The above graph is what the public global health workforce looks like. At the bottom of our global workforce, we have an incredibly high concentration of women- with a global estimate or average of 75% women. At the top of the career ladder, we have the complete opposite with the majority of top leadership positions occupied by men. When women in global health was founded in 2015, only 23% of chief delegates at the World Health Assembly were women. That’s less than a quarter. Now it is 32% and you might think hey, we’re getting better, but the work is not done. This number might have increased, but it still fluctuates year to year and at the 2017 World Health Assembly there were still 2 all-male panels. We still have a lot of work to do.
Now many sectors have a problem engaging both genders in an equal way. We have traditionally male-dominated fields like tech and STEM working incredibly hard to attract women and to make progress but healthcare is a surprising sector to be experiencing this inequality because it is so completely flipped, with women dominating the workforce. Sania Nishtar, one of the final candidates for the WHO DG position phrased it perfectly when she stated as ‘it isn’t just a glass ceiling, but a whole pipeline, which is leaking women all the way to the top’.
Now why is the field of global public health leaking women throughout its leadership pipeline? There are a multitude of possible answers to this but at Women in Global Health we like to talk about visibility..
Have you seen many all female panels at a conference? Doubtful. But male panels are frequent and infamous and being rightly called out because they happen in excess. I’m very happy to be sitting on a gender equal panel here and that matters. Role models matter. The fact that the newly announced leadership at WHO was 62% women matters. If I walk into a room and I see only men, I don’t think the room is for me, I must be mistaken, why would I aim to be in a place where I don’t see myself represented?
Visibility also tends to have a domino effect: we can talk about promotions, about sponsorship, about awards. For example we co-wrote a commentary in The Lancet recently about public health awards and over a 10 year period, less than 20% of public health awards have been given to women. Only 19% to be exact! Awards bring visibility and visibility brings promotion and support and so the dominos continue.

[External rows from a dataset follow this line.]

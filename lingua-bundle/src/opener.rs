//! Caller-supplied resource openers.
//!
//! Opening a path is the only place the library touches the outside world,
//! and the only place it may suspend. Both shapes exist: a synchronous
//! opener returning a reader directly, and an asynchronous one resolving to
//! a reader. Closures over paths adapt to the synchronous shape through
//! [`from_fn`].

use std::fs::File;
use std::io::{self, Read};
use std::path::{Path, PathBuf};
use std::pin::Pin;

use async_trait::async_trait;
use tokio::io::AsyncRead;

/// Synchronous "open path → byte stream" boundary.
pub trait ResourceOpener {
    fn open(&self, path: &str) -> io::Result<Box<dyn Read>>;
}

/// Adapt a closure over paths into a [`ResourceOpener`].
pub fn from_fn<F, R>(open: F) -> FnOpener<F>
where
    F: Fn(&str) -> io::Result<R>,
    R: Read + 'static,
{
    FnOpener(open)
}

/// Wrapper produced by [`from_fn`].
pub struct FnOpener<F>(F);

impl<F, R> ResourceOpener for FnOpener<F>
where
    F: Fn(&str) -> io::Result<R>,
    R: Read + 'static,
{
    fn open(&self, path: &str) -> io::Result<Box<dyn Read>> {
        Ok(Box::new((self.0)(path)?))
    }
}

/// Asynchronous opener: resolves to a pending byte stream.
#[async_trait]
pub trait AsyncResourceOpener: Send + Sync {
    async fn open(&self, path: &str) -> io::Result<Pin<Box<dyn AsyncRead + Send>>>;
}

/// Opens resource paths relative to a base directory.
#[derive(Debug, Clone)]
pub struct DirectoryOpener {
    base_dir: PathBuf,
}

impl DirectoryOpener {
    pub fn new(base_dir: impl AsRef<Path>) -> Self {
        Self { base_dir: base_dir.as_ref().to_path_buf() }
    }

    pub fn base_dir(&self) -> &Path {
        &self.base_dir
    }
}

impl ResourceOpener for DirectoryOpener {
    fn open(&self, path: &str) -> io::Result<Box<dyn Read>> {
        Ok(Box::new(File::open(self.base_dir.join(path))?))
    }
}

#[async_trait]
impl AsyncResourceOpener for DirectoryOpener {
    async fn open(&self, path: &str) -> io::Result<Pin<Box<dyn AsyncRead + Send>>> {
        let file = tokio::fs::File::open(self.base_dir.join(path)).await?;
        Ok(Box::pin(file))
    }
}
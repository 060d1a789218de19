//! Tree-walking formatter over the lowered AST.
//!
//! Evaluation concatenates pattern elements in source order into one output
//! buffer. Message, term and attribute references resolve against the
//! context's file at call time; every named element is pushed on the shared
//! parent stack for the duration of its own evaluation so reference cycles
//! surface as errors instead of unbounded recursion.

use lingua_syntax::{
    Attribute, ElementKind, Entry, ExprKind, Expression, Message, PatternElement, ReferenceKind,
    Variant,
};

use crate::context::{EvaluationContext, Parent};
use crate::error::{EvalError, Result};

/// Format a message under `ctx`.
pub fn format_message(message: &Message, ctx: &EvaluationContext) -> Result<String> {
    let _guard = ctx.enter(Parent::Message(message.name.clone()))?;
    evaluate_elements(&message.elements, ctx)
}

/// Format one attribute of an entry under `ctx`.
pub fn format_attribute(attribute: &Attribute, ctx: &EvaluationContext) -> Result<String> {
    let _guard = ctx.enter(Parent::Attribute {
        entry: attribute.entry_name.clone(),
        name: attribute.name.clone(),
    })?;
    evaluate_elements(&attribute.elements, ctx)
}

/// Format any entry. Terms never reach output directly, only through
/// expansion into a message, so evaluating one here is a programming error.
pub fn format_entry(entry: &Entry, ctx: &EvaluationContext) -> Result<String> {
    match entry {
        Entry::Message(message) => format_message(message, ctx),
        Entry::Term(term) => Err(EvalError::Internal(format!(
            "term -{} cannot be evaluated directly; reference it from a message",
            term.name
        ))),
    }
}

pub(crate) fn evaluate_elements(
    elements: &[PatternElement],
    ctx: &EvaluationContext,
) -> Result<String> {
    let mut out = String::new();
    write_elements(elements, &mut out, ctx)?;
    Ok(out)
}

fn write_elements(
    elements: &[PatternElement],
    out: &mut String,
    ctx: &EvaluationContext,
) -> Result<()> {
    for element in elements {
        write_element(element, out, ctx)?;
    }
    Ok(())
}

fn write_element(element: &PatternElement, out: &mut String, ctx: &EvaluationContext) -> Result<()> {
    match &element.kind {
        ElementKind::Text(text) => {
            out.push_str(text);
            Ok(())
        }
        ElementKind::Block(inner) => {
            out.push('\n');
            write_element(inner, out, ctx)
        }
        ElementKind::Placeable(expression) => write_expression(expression, out, ctx),
    }
}

fn evaluate_expression(expression: &Expression, ctx: &EvaluationContext) -> Result<String> {
    let mut out = String::new();
    write_expression(expression, &mut out, ctx)?;
    Ok(out)
}

fn write_expression(
    expression: &Expression,
    out: &mut String,
    ctx: &EvaluationContext,
) -> Result<()> {
    match &expression.kind {
        ExprKind::StringLiteral(value) => {
            out.push_str(value);
            Ok(())
        }
        ExprKind::IntLiteral(value) => {
            out.push_str(&value.to_string());
            Ok(())
        }
        ExprKind::FloatLiteral(value) => {
            out.push_str(&value.to_string());
            Ok(())
        }
        ExprKind::Reference { kind, name, attribute } => {
            write_reference(*kind, name, attribute.as_deref(), expression, out, ctx)
        }
        ExprKind::TermReference { name, attribute, arguments } => {
            write_term_reference(name, attribute.as_deref(), arguments, expression, out, ctx)
        }
        ExprKind::FunctionReference { name, arguments } => {
            let decl = ctx
                .functions()
                .get(name)
                .cloned()
                .ok_or_else(|| EvalError::UnresolvedFunction {
                    message: format!("unknown function {name}"),
                    range: expression.range,
                })?;
            let bound = ctx.functions().match_arguments(&decl, arguments, expression.range)?;
            match decl.invoke(&bound) {
                Some(result) => write_expression(&result, out, ctx),
                None => {
                    // A registered function that yields nothing is treated
                    // like a missing variable, not an error.
                    out.push_str(&format!("<missing:{name}()>"));
                    Ok(())
                }
            }
        }
        ExprKind::Select { selector, variants } => {
            let selector_value = evaluate_expression(selector, ctx)?;
            let mut chosen: Option<&Variant> = None;
            for variant in variants {
                if evaluate_expression(&variant.key, ctx)? == selector_value {
                    chosen = Some(variant);
                    break;
                }
            }
            let variant = match chosen {
                Some(variant) => variant,
                None => variants.iter().find(|v| v.default).ok_or_else(|| {
                    EvalError::Internal("select expression without a default variant".to_string())
                })?,
            };
            write_elements(&variant.elements, out, ctx)
        }
        ExprKind::Compound(elements) => write_elements(elements, out, ctx),
    }
}

fn write_reference(
    kind: ReferenceKind,
    name: &str,
    attribute: Option<&str>,
    expression: &Expression,
    out: &mut String,
    ctx: &EvaluationContext,
) -> Result<()> {
    match kind {
        ReferenceKind::Variable => match ctx.variable(name) {
            // The variable's value is evaluated in the same context.
            Some(value) => write_expression(value, out, ctx),
            None => {
                out.push_str(&format!("<missing:{name}>"));
                Ok(())
            }
        },
        ReferenceKind::Message => {
            let message =
                ctx.file().message(name).ok_or_else(|| EvalError::UnresolvedReference {
                    name: name.to_string(),
                    range: expression.range,
                })?;
            let _guard = ctx.enter(Parent::Message(name.to_string()))?;
            write_elements(&message.elements, out, ctx)
        }
        ReferenceKind::Attribute => {
            let attr_name = attribute.unwrap_or_default();
            let attribute = ctx
                .file()
                .message(name)
                .and_then(|message| message.attributes.get(attr_name))
                .ok_or_else(|| EvalError::UnresolvedReference {
                    name: format!("{name}.{attr_name}"),
                    range: expression.range,
                })?;
            let _guard = ctx.enter(Parent::Attribute {
                entry: name.to_string(),
                name: attr_name.to_string(),
            })?;
            write_elements(&attribute.elements, out, ctx)
        }
    }
}

/// Lazy term resolution, used when the file was parsed with term expansion
/// disabled. Call arguments overlay the context's variables without touching
/// the outer context.
fn write_term_reference(
    name: &str,
    attribute: Option<&str>,
    arguments: &indexmap::IndexMap<String, Expression>,
    expression: &Expression,
    out: &mut String,
    ctx: &EvaluationContext,
) -> Result<()> {
    let term = ctx.file().term(name).ok_or_else(|| EvalError::UnresolvedReference {
        name: format!("-{name}"),
        range: expression.range,
    })?;
    let overlaid;
    let scope = if arguments.is_empty() {
        ctx
    } else {
        overlaid = ctx.overlay_variables(arguments);
        &overlaid
    };
    match attribute {
        None => {
            let _guard = scope.enter(Parent::Term(name.to_string()))?;
            write_elements(&term.elements, out, scope)
        }
        Some(attr_name) => {
            let attribute = term.attributes.get(attr_name).ok_or_else(|| {
                EvalError::UnresolvedReference {
                    name: format!("-{name}.{attr_name}"),
                    range: expression.range,
                }
            })?;
            let _guard = scope.enter(Parent::Attribute {
                entry: name.to_string(),
                name: attr_name.to_string(),
            })?;
            write_elements(&attribute.elements, out, scope)
        }
    }
}

#[cfg(test)]
mod tests {
    use super::*;
    use crate::context::EvaluationContext;
    use crate::file::LocalizationFile;

    #[test]
    fn test_unbound_variable_yields_placeholder() {
        let file = LocalizationFile::parse("m = hello {$who}!\n").unwrap();
        let ctx = EvaluationContext::new(&file);
        let out = format_message(file.message("m").unwrap(), &ctx).unwrap();
        assert_eq!(out, "hello <missing:who>!");
    }

    #[test]
    fn test_integer_and_float_rendering() {
        let file = LocalizationFile::parse("m = {42} {3.50}\n").unwrap();
        let ctx = EvaluationContext::new(&file);
        let out = format_message(file.message("m").unwrap(), &ctx).unwrap();
        assert_eq!(out, "42 3.5");
    }

    #[test]
    fn test_message_reference_resolves_at_runtime() {
        let file = LocalizationFile::parse("base = ROOT\nm = [{base}]\n").unwrap();
        let ctx = EvaluationContext::new(&file);
        let out = format_message(file.message("m").unwrap(), &ctx).unwrap();
        assert_eq!(out, "[ROOT]");
    }

    #[test]
    fn test_unknown_message_reference_is_unresolved() {
        let file = LocalizationFile::parse("m = {nope}\n").unwrap();
        let ctx = EvaluationContext::new(&file);
        let err = format_message(file.message("m").unwrap(), &ctx).unwrap_err();
        assert!(matches!(err, EvalError::UnresolvedReference { ref name, .. } if name == "nope"));
    }

    #[test]
    fn test_runtime_message_cycle_is_reported() {
        let file = LocalizationFile::parse("a = {b}\nb = {a}\n").unwrap();
        let ctx = EvaluationContext::new(&file);
        let err = format_message(file.message("a").unwrap(), &ctx).unwrap_err();
        assert!(matches!(err, EvalError::Cycle { ref path } if path == "a -> b -> a"));
    }

    #[test]
    fn test_cycle_check_does_not_leak_across_calls() {
        let file = LocalizationFile::parse("a = X\nm = {a}{a}\n").unwrap();
        let ctx = EvaluationContext::new(&file);
        // Two references to the same message in one pattern are fine.
        let out = format_message(file.message("m").unwrap(), &ctx).unwrap();
        assert_eq!(out, "XX");
    }

    #[test]
    fn test_direct_term_evaluation_is_internal_error() {
        let file = LocalizationFile::parse("-t = secret\nm = x\n").unwrap();
        let ctx = EvaluationContext::new(&file);
        let entry = Entry::Term(file.term("t").unwrap().clone());
        let err = format_entry(&entry, &ctx).unwrap_err();
        assert!(matches!(err, EvalError::Internal(_)));
    }

    #[test]
    fn test_select_matches_in_insertion_order() {
        let source = "m = { $k ->\n    [a] first\n    [a] shadowed\n   *[z] fallback\n}\n";
        let file = LocalizationFile::parse(source).unwrap();
        let mut builder = crate::context::ContextBuilder::new();
        builder.string("k", "a");
        let ctx = builder.build(&file);
        let out = format_message(file.message("m").unwrap(), &ctx).unwrap();
        assert_eq!(out, "first");
    }

    #[test]
    fn test_select_falls_back_to_default() {
        let source = "m = { $k ->\n    [a] first\n   *[z] fallback\n}\n";
        let file = LocalizationFile::parse(source).unwrap();
        let mut builder = crate::context::ContextBuilder::new();
        builder.string("k", "unmatched");
        let ctx = builder.build(&file);
        let out = format_message(file.message("m").unwrap(), &ctx).unwrap();
        assert_eq!(out, "fallback");
    }

    #[test]
    fn test_function_without_body_yields_placeholder() {
        use crate::functions::FunctionRegistry;
        use lingua_syntax::ValueType;

        let file = LocalizationFile::parse("m = {NOOP()}\n").unwrap();
        let registry =
            FunctionRegistry::builder().function("NOOP", ValueType::String, |f| f).build();
        let mut builder = crate::context::ContextBuilder::new();
        builder.functions(&registry);
        let ctx = builder.build(&file);
        let out = format_message(file.message("m").unwrap(), &ctx).unwrap();
        assert_eq!(out, "<missing:NOOP()>");
    }

    #[test]
    fn test_unknown_function_is_an_error() {
        let file = LocalizationFile::parse("m = {NOPE()}\n").unwrap();
        let ctx = EvaluationContext::new(&file);
        let err = format_message(file.message("m").unwrap(), &ctx).unwrap_err();
        assert!(matches!(err, EvalError::UnresolvedFunction { .. }));
    }
}
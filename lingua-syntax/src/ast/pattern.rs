//! Pattern element variants.

use crate::ast::expression::Expression;
use crate::span::TokenRange;

/// One element of a pattern with its provenance.
#[derive(Debug, Clone, PartialEq)]
pub struct PatternElement {
    pub kind: ElementKind,
    pub range: TokenRange,
}

#[derive(Debug, Clone, PartialEq)]
pub enum ElementKind {
    /// Literal text. Leading blanks of each source line are trimmed by the
    /// pattern builder before storage.
    Text(String),
    /// A newline-prefixed element: renders as `"\n"` followed by the inner
    /// element. One is produced for the first element of every pattern
    /// continuation line.
    Block(Box<PatternElement>),
    /// An expression embedded in the pattern inside `{ … }`.
    Placeable(Expression),
}

impl PatternElement {
    pub fn new(kind: ElementKind, range: TokenRange) -> Self {
        Self { kind, range }
    }

    /// Synthetic literal text.
    pub fn text(value: impl Into<String>) -> Self {
        Self::new(ElementKind::Text(value.into()), TokenRange::SYNTHETIC)
    }

    /// Synthetic placeable.
    pub fn placeable(expression: Expression) -> Self {
        Self::new(ElementKind::Placeable(expression), TokenRange::SYNTHETIC)
    }
}
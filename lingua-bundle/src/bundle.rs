//! Locale resolution and on-demand resource loading.

use std::io::Read;
use std::sync::Arc;

use tokio::io::AsyncReadExt;
use tracing::{debug, info, warn};
use unic_langid::LanguageIdentifier;

use lingua_runtime::{ContextBuilder, ContextInit, LocalizationFile};

use crate::error::{BundleError, Result};
use crate::manifest::{Manifest, ManifestEntry, MANIFEST_VERSION};
use crate::opener::{AsyncResourceOpener, ResourceOpener};

/// A decoded manifest mapping locale codes to resources.
///
/// The bundle holds no parsed files and no cache: every [`Bundle::load_locale`]
/// call resolves the entry, opens its path once and parses the stream, so a
/// cancelled or failed load leaves nothing behind.
#[derive(Debug, Clone)]
pub struct Bundle {
    manifest: Manifest,
}

impl Bundle {
    /// Decode a manifest from JSON text.
    pub fn from_json(json: &str) -> Result<Self> {
        Self::from_manifest(serde_json::from_str(json)?)
    }

    /// Decode a manifest from a reader.
    pub fn from_reader(reader: impl Read) -> Result<Self> {
        Self::from_manifest(serde_json::from_reader(reader)?)
    }

    /// Wrap an already-decoded manifest, checking its version.
    pub fn from_manifest(manifest: Manifest) -> Result<Self> {
        if manifest.version != MANIFEST_VERSION {
            return Err(BundleError::Version {
                found: manifest.version,
                expected: MANIFEST_VERSION,
            });
        }
        debug!(
            locales = manifest.entries.len(),
            default_locale = %manifest.default_locale,
            "decoded bundle manifest"
        );
        Ok(Self { manifest })
    }

    pub fn manifest(&self) -> &Manifest {
        &self.manifest
    }

    pub fn default_locale(&self) -> &str {
        &self.manifest.default_locale
    }

    /// Iterate locale codes and entries in manifest order.
    pub fn entries(&self) -> impl Iterator<Item = (&str, &ManifestEntry)> {
        self.manifest.entries.iter().map(|(key, entry)| (key.as_str(), entry))
    }

    /// The display name for a locale-picker UI, if the locale resolves.
    pub fn display_name(&self, locale: &str) -> Option<&str> {
        let key = self.find_closest_locale(locale)?;
        self.manifest.entries.get(key).map(|entry| entry.display_name.as_str())
    }

    /// Resolve a requested locale: an exact entry key first, then the
    /// aliases of each entry in manifest order. The requested code is also
    /// tried in normalized form, so `en-us` finds `en-US`.
    pub fn find_closest_locale(&self, requested: &str) -> Option<&str> {
        let mut candidates = vec![requested.to_string()];
        if let Some(normalized) = normalize(requested) {
            if normalized != requested {
                candidates.push(normalized);
            }
        }
        for candidate in &candidates {
            if let Some((key, _)) = self.manifest.entries.get_key_value(candidate.as_str()) {
                return Some(key);
            }
        }
        for candidate in &candidates {
            for (key, entry) in &self.manifest.entries {
                if entry.aliases.contains(candidate.as_str()) {
                    return Some(key);
                }
            }
        }
        None
    }

    /// Resolve the requested locale, falling back to the default locale.
    pub fn closest_entry_or_default(&self, requested: &str) -> Result<(&str, &ManifestEntry)> {
        let key = self.find_closest_locale(requested).or_else(|| {
            warn!(requested, default = %self.manifest.default_locale, "falling back to default locale");
            self.find_closest_locale(&self.manifest.default_locale)
        });
        match key {
            Some(key) => Ok((key, &self.manifest.entries[key])),
            None => Err(BundleError::UnknownLocale {
                requested: requested.to_string(),
                default: self.manifest.default_locale.clone(),
            }),
        }
    }

    /// Resolve `requested`, open its resource once and parse it, injecting
    /// the bundle-level then entry-level default variables into the file's
    /// global context. Entry defaults win on name collisions.
    pub fn load_locale(
        &self,
        requested: &str,
        opener: &dyn ResourceOpener,
    ) -> Result<LocalizationFile> {
        let (key, entry) = self.closest_entry_or_default(requested)?;
        debug!(requested, resolved = key, path = %entry.path, "loading locale resource");
        let mut reader = opener.open(&entry.path).map_err(|source| BundleError::Resource {
            path: entry.path.clone(),
            source,
        })?;
        let mut source = String::new();
        reader.read_to_string(&mut source).map_err(|io| BundleError::Resource {
            path: entry.path.clone(),
            source: io,
        })?;
        let file = LocalizationFile::parse_with(&source, Some(self.defaults_init(entry)), true)
            .map_err(BundleError::from)?;
        info!(locale = key, "loaded locale");
        Ok(file)
    }

    /// Asynchronous variant of [`Bundle::load_locale`]; suspension happens
    /// only at the opener and stream boundary.
    pub async fn load_locale_async(
        &self,
        requested: &str,
        opener: &dyn AsyncResourceOpener,
    ) -> Result<LocalizationFile> {
        let (key, entry) = self.closest_entry_or_default(requested)?;
        debug!(requested, resolved = key, path = %entry.path, "loading locale resource");
        let mut reader =
            opener.open(&entry.path).await.map_err(|source| BundleError::Resource {
                path: entry.path.clone(),
                source,
            })?;
        let mut source = String::new();
        reader.read_to_string(&mut source).await.map_err(|io| BundleError::Resource {
            path: entry.path.clone(),
            source: io,
        })?;
        let file = LocalizationFile::parse_with(&source, Some(self.defaults_init(entry)), true)
            .map_err(BundleError::from)?;
        info!(locale = key, "loaded locale");
        Ok(file)
    }

    fn defaults_init(&self, entry: &ManifestEntry) -> Arc<ContextInit> {
        let mut defaults = self.manifest.defaults.clone();
        for (name, value) in &entry.defaults {
            defaults.insert(name.clone(), value.clone());
        }
        Arc::new(move |builder: &mut ContextBuilder| {
            for (name, value) in &defaults {
                builder.variable(name, value.to_expression());
            }
        })
    }
}

fn normalize(code: &str) -> Option<String> {
    code.parse::<LanguageIdentifier>().ok().map(|id| id.to_string())
}
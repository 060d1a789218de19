//! Token model produced by the lexer.

/// Kinds of tokens emitted by [`crate::lexer::Lexer`].
///
/// Whitespace is hidden in structural (default) mode and significant inside
/// pattern values, so `BlankInline` only ever appears between value tokens.
#[derive(Debug, Clone, Copy, PartialEq, Eq, Hash)]
pub enum TokenKind {
    /// `# `, `## ` or `### ` followed by the rest of the line.
    Comment,
    /// Newline or CRLF.
    Newline,
    /// `->`
    Arrow,
    OpenBrace,
    CloseBrace,
    OpenBracket,
    CloseBracket,
    OpenParen,
    CloseParen,
    Minus,
    Dot,
    Comma,
    Colon,
    Asterisk,
    Dollar,
    Quote,
    Eq,
    /// `[0-9]+(\.[0-9]+)?`
    Number,
    /// `[A-Za-z][A-Za-z0-9_-]*`
    Ident,
    /// Run of spaces and tabs inside a pattern value.
    BlankInline,
    /// Run of characters inside a pattern value not otherwise consumed.
    TextChar,
    /// Run of plain characters inside a quoted string literal.
    StringText,
    /// A decoded `\n`, `\r`, `\t`, `\"` or `\\` escape inside a string
    /// literal; `text` holds the decoded character.
    Escape,
    /// A decoded `\uHHHH` or `\UHHHHHH` escape; `text` holds the decoded
    /// character.
    UnicodeEscape,
    /// Catch-all for characters the lexer cannot place. The parser turns
    /// these into errors.
    Error,
}

impl TokenKind {
    /// Whether this token can only occur inside a pattern value.
    pub fn is_value_token(&self) -> bool {
        matches!(self, TokenKind::BlankInline | TokenKind::TextChar)
    }
}

/// A single token with its lexeme and 1-based source position.
#[derive(Debug, Clone, PartialEq, Eq)]
pub struct Token {
    pub kind: TokenKind,
    pub text: String,
    pub line: u32,
    pub column: u32,
}

impl Token {
    pub fn new(kind: TokenKind, text: impl Into<String>, line: u32, column: u32) -> Self {
        Self { kind, text: text.into(), line, column }
    }
}

impl std::fmt::Display for Token {
    fn fmt(&self, f: &mut std::fmt::Formatter<'_>) -> std::fmt::Result {
        write!(f, "{:?}({:?}) at {}:{}", self.kind, self.text, self.line, self.column)
    }
}
//! Locale manifest, resolution and resource loading for Fluent bundles.
//!
//! A [`Bundle`] is decoded from a JSON manifest mapping locale codes to
//! resource paths, optional aliases and default variables. It holds no
//! parsed files: each locale is parsed on demand through a caller-supplied
//! resource opener, with the manifest's default variables injected into the
//! parsed file's global context.

pub mod bundle;
pub mod error;
pub mod manifest;
pub mod opener;

pub use bundle::Bundle;
pub use error::{BundleError, Result};
pub use manifest::{DefaultValue, Manifest, ManifestEntry, MANIFEST_VERSION};
pub use opener::{from_fn, AsyncResourceOpener, DirectoryOpener, FnOpener, ResourceOpener};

To end the session on a positive note, Caity went on to list a few simple solutions, challenging the global health community to think critically about the issue and how it can be solved:
Sustainable health solutions, resilient communities, they require diverse leadership. We often talk about leadership as “seats at a table”. In the business world, it has been researched that the more diverse a board is, the more diverse the people in those seats, the more profit the company makes. If the community you are rolling out your program in or your solution to is a diverse community, your program will fail if you don’t have the same diversity at the leadership table, especially women, and especially under-represented populations.
"We need strong responsive health systems and this means making the most of the leadership talent pool."
2. Gender disaggregated data
Data is SUCH an important component of healthcare. We love it and we need it. We look at the results from a program evaluation and it appears beneficial! We all celebrate that there has been a positive correlation from our implementation, right? But have we looked at how that implementation affected all genders? Perhaps our intervention actually only benefited one and it needs to be re-assessed but unless we disaggregate this data, we will never know. It is key to have a clearer picture of what our data means and how it affects us differently.
3. Enabling environments
This is a simple phrase that encompasses a lot of things. Creating enabling environments means looking at your work place or organization and assessing how you make it possible for all genders, for all people, to succeed. This can be as simple as revising your hiring practices to hide the names on CV’s. Stanford did research on gender biases in hiring practices where they took one CV and duplicated it exactly, everything was the same except they changed the name of the applicant from John to Jennifer. Hundreds of scientists were then sent one of these CVs and the group overwhelming found Jennifer to be less competent than John, despite them being the same CV! Enabling environments can also mean implementing practices so that meetings make sure to hear from all voices or institute techniques for everyone to contribute to a document or project. It can also mean making sure that promotions are equally distributed. McKinsey and Lean In published a great collection on gender in the business sector where it was found that women negotiate their salaries just as often as men but they just don’t get what they ask for as often, so there is a lot of room for improvement within the working environment.
"In conclusion, governance is a core pillar of health systems and greater parity and gender responsive, transformative leadership are essential in our efforts to strengthen health systems and meet the gender- and health-related SDGs."